# Task directions
Your output must match the data word for word, with every line included.
════════
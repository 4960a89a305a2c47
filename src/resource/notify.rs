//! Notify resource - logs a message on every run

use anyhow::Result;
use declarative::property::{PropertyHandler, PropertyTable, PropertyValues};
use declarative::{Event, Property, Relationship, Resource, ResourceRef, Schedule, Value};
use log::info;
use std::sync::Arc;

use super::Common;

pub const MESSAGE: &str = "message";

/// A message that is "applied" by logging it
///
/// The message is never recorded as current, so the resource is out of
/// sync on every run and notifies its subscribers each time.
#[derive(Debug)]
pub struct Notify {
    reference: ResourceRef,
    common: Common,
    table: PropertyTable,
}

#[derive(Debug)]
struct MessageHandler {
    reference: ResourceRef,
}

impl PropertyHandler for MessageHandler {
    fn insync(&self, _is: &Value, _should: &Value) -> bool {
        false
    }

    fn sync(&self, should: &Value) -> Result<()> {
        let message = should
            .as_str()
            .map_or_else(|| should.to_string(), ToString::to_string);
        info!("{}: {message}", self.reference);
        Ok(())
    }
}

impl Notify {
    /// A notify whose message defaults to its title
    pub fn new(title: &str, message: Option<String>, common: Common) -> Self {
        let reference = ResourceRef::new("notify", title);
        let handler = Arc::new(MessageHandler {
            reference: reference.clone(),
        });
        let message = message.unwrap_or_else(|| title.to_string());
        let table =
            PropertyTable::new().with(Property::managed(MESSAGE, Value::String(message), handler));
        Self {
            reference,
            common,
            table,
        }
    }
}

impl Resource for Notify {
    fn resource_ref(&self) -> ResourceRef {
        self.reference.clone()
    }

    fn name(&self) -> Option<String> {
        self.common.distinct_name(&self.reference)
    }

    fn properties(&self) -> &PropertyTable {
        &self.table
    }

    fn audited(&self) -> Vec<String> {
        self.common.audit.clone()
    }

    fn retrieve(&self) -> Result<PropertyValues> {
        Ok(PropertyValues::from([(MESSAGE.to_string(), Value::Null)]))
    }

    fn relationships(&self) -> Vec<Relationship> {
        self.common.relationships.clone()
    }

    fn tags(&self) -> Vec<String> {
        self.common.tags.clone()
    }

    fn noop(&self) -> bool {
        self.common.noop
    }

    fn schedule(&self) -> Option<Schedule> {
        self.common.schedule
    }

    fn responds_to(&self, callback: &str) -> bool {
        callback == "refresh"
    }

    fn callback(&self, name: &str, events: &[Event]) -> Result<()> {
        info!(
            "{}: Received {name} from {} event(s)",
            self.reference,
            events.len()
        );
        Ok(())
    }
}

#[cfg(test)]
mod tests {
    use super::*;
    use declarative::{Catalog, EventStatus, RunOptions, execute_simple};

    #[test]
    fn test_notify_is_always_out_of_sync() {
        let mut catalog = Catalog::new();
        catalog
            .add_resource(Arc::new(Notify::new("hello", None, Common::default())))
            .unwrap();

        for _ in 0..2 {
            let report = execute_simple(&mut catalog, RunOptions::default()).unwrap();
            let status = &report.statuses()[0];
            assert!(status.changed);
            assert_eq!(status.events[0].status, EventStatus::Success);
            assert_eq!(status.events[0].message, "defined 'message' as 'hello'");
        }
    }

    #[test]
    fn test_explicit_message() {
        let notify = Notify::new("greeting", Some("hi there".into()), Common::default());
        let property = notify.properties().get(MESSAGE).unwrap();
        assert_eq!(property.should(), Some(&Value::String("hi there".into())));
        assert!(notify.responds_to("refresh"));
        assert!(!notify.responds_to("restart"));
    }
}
════════
# Your response
repository 4960a89a305a2c47
filename src/resource/notify.rs
//! Notify resource - logs a message on every run

use anyhow::Result;
use declarative::property::{PropertyHandler, PropertyTable, PropertyValues};
use declarative::{Event, Property, Relationship, Resource, ResourceRef, Schedule, Value};
use log::info;
use std::sync::Arc;

use super::Common;

pub const MESSAGE: &str = "message";

/// A message that is "applied" by logging it
///
/// The message is never recorded as current, so the resource is out of
/// sync on every run and notifies its subscribers each time.
#[derive(Debug)]
pub struct Notify {
    reference: ResourceRef,
    common: Common,
    table: PropertyTable,
}

#[derive(Debug)]
struct MessageHandler {
    reference: ResourceRef,
}

impl PropertyHandler for MessageHandler {
    fn insync(&self, _is: &Value, _should: &Value) -> bool {
        false
    }

    fn sync(&self, should: &Value) -> Result<()> {
        let message = should
            .as_str()
            .map_or_else(|| should.to_string(), ToString::to_string);
        info!("{}: {message}", self.reference);
        Ok(())
    }
}

impl Notify {
    /// A notify whose message defaults to its title
    pub fn new(title: &str, message: Option<String>, common: Common) -> Self {
        let reference = ResourceRef::new("notify", title);
        let handler = Arc::new(MessageHandler {
            reference: reference.clone(),
        });
        let message = message.unwrap_or_else(|| title.to_string());
        let table =
            PropertyTable::new().with(Property::managed(MESSAGE, Value::String(message), handler));
        Self {
            reference,
            common,
            table,
        }
    }
}

impl Resource for Notify {
    fn resource_ref(&self) -> ResourceRef {
        self.reference.clone()
    }

    fn name(&self) -> Option<String> {
        self.common.distinct_name(&self.reference)
    }

    fn properties(&self) -> &PropertyTable {
        &self.table
    }

    fn audited(&self) -> Vec<String> {
        self.common.audit.clone()
    }

    fn retrieve(&self) -> Result<PropertyValues> {
        Ok(PropertyValues::from([(MESSAGE.to_string(), Value::Null)]))
    }

    fn relationships(&self) -> Vec<Relationship> {
        self.common.relationships.clone()
    }

    fn tags(&self) -> Vec<String> {
        self.common.tags.clone()
    }

    fn noop(&self) -> bool {
        self.common.noop
    }

    fn schedule(&self) -> Option<Schedule> {
        self.common.schedule
    }

    fn responds_to(&self, callback: &str) -> bool {
        callback == "refresh"
    }

    fn callback(&self, name: &str, events: &[Event]) -> Result<()> {
        info!(
            "{}: Received {name} from {} event(s)",
            self.reference,
            events.len()
        );
        Ok(())
    }
}

#[cfg(test)]
mod tests {
    use super::*;
    use declarative::{Catalog, EventStatus, RunOptions, execute_simple};

    #[test]
    fn test_notify_is_always_out_of_sync() {
        let mut catalog = Catalog::new();
        catalog
            .add_resource(Arc::new(Notify::new("hello", None, Common::default())))
            .unwrap();

        for _ in 0..2 {
            let report = execute_simple(&mut catalog, RunOptions::default()).unwrap();
            let status = &report.statuses()[0];
            assert!(status.changed);
            assert_eq!(status.events[0].status, EventStatus::Success);
            assert_eq!(status.events[0].message, "defined 'message' as 'hello'");
        }
    }

    #[test]
    fn test_explicit_message() {
        let notify = Notify::new("greeting", Some("hi there".into()), Common::default());
        let property = notify.properties().get(MESSAGE).unwrap();
        assert_eq!(property.should(), Some(&Value::String("hi there".into())));
        assert!(notify.responds_to("refresh"));
        assert!(!notify.responds_to("restart"));
    }
}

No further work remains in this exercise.